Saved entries
* * *
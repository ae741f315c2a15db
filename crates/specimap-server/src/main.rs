mod api;
mod middleware;

use std::sync::Arc;

use tracing_subscriber::EnvFilter;

use crate::api::{build_app, AppState};

#[tokio::main]
async fn main() -> anyhow::Result<()> {
    dotenvy::dotenv().ok();
    let config = specimap_core::load_app_config()?;
    let env_filter = EnvFilter::try_from_default_env()
        .or_else(|_| EnvFilter::try_new(config.log_level.clone()))?;
    tracing_subscriber::fmt().with_env_filter(env_filter).init();

    let client = Arc::new(specimap_inat::InatClient::with_base_url(
        config.http_timeout_secs,
        &config.inat_base_url,
    )?);

    let app = build_app(AppState { client });

    tracing::info!(addr = %config.bind_addr, env = %config.env, "starting specimap server");
    let listener = tokio::net::TcpListener::bind(config.bind_addr).await?;
    axum::serve(listener, app)
        .with_graceful_shutdown(shutdown_signal())
        .await?;
    Ok(())
}

async fn shutdown_signal() {
    let ctrl_c = async {
        tokio::signal::ctrl_c()
            .await
            .expect("failed to listen for ctrl-c");
    };

    #[cfg(unix)]
    let terminate = async {
        tokio::signal::unix::signal(tokio::signal::unix::SignalKind::terminate())
            .expect("failed to install signal handler")
            .recv()
            .await;
    };

    #[cfg(not(unix))]
    let terminate = std::future::pending::<()>();

    tokio::select! {
        () = ctrl_c => {},
        () = terminate => {},
    }

    tracing::info!("received shutdown signal, starting graceful shutdown");
}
* * *
Go through the data and return every record exactly.

repository ae741f315c2a15db
filename crates/specimap-server/src/main.rs
mod api;
mod middleware;

use std::sync::Arc;

use tracing_subscriber::EnvFilter;

use crate::api::{build_app, AppState};

#[tokio::main]
async fn main() -> anyhow::Result<()> {
    dotenvy::dotenv().ok();
    let config = specimap_core::load_app_config()?;
    let env_filter = EnvFilter::try_from_default_env()
        .or_else(|_| EnvFilter::try_new(config.log_level.clone()))?;
    tracing_subscriber::fmt().with_env_filter(env_filter).init();

    let client = Arc::new(specimap_inat::InatClient::with_base_url(
        config.http_timeout_secs,
        &config.inat_base_url,
    )?);

    let app = build_app(AppState { client });

    tracing::info!(addr = %config.bind_addr, env = %config.env, "starting specimap server");
    let listener = tokio::net::TcpListener::bind(config.bind_addr).await?;
    axum::serve(listener, app)
        .with_graceful_shutdown(shutdown_signal())
        .await?;
    Ok(())
}

async fn shutdown_signal() {
    let ctrl_c = async {
        tokio::signal::ctrl_c()
            .await
            .expect("failed to listen for ctrl-c");
    };

    #[cfg(unix)]
    let terminate = async {
        tokio::signal::unix::signal(tokio::signal::unix::SignalKind::terminate())
            .expect("failed to install signal handler")
            .recv()
            .await;
    };

    #[cfg(not(unix))]
    let terminate = std::future::pending::<()>();

    tokio::select! {
        () = ctrl_c => {},
        () = terminate => {},
    }

    tracing::info!("received shutdown signal, starting graceful shutdown");
}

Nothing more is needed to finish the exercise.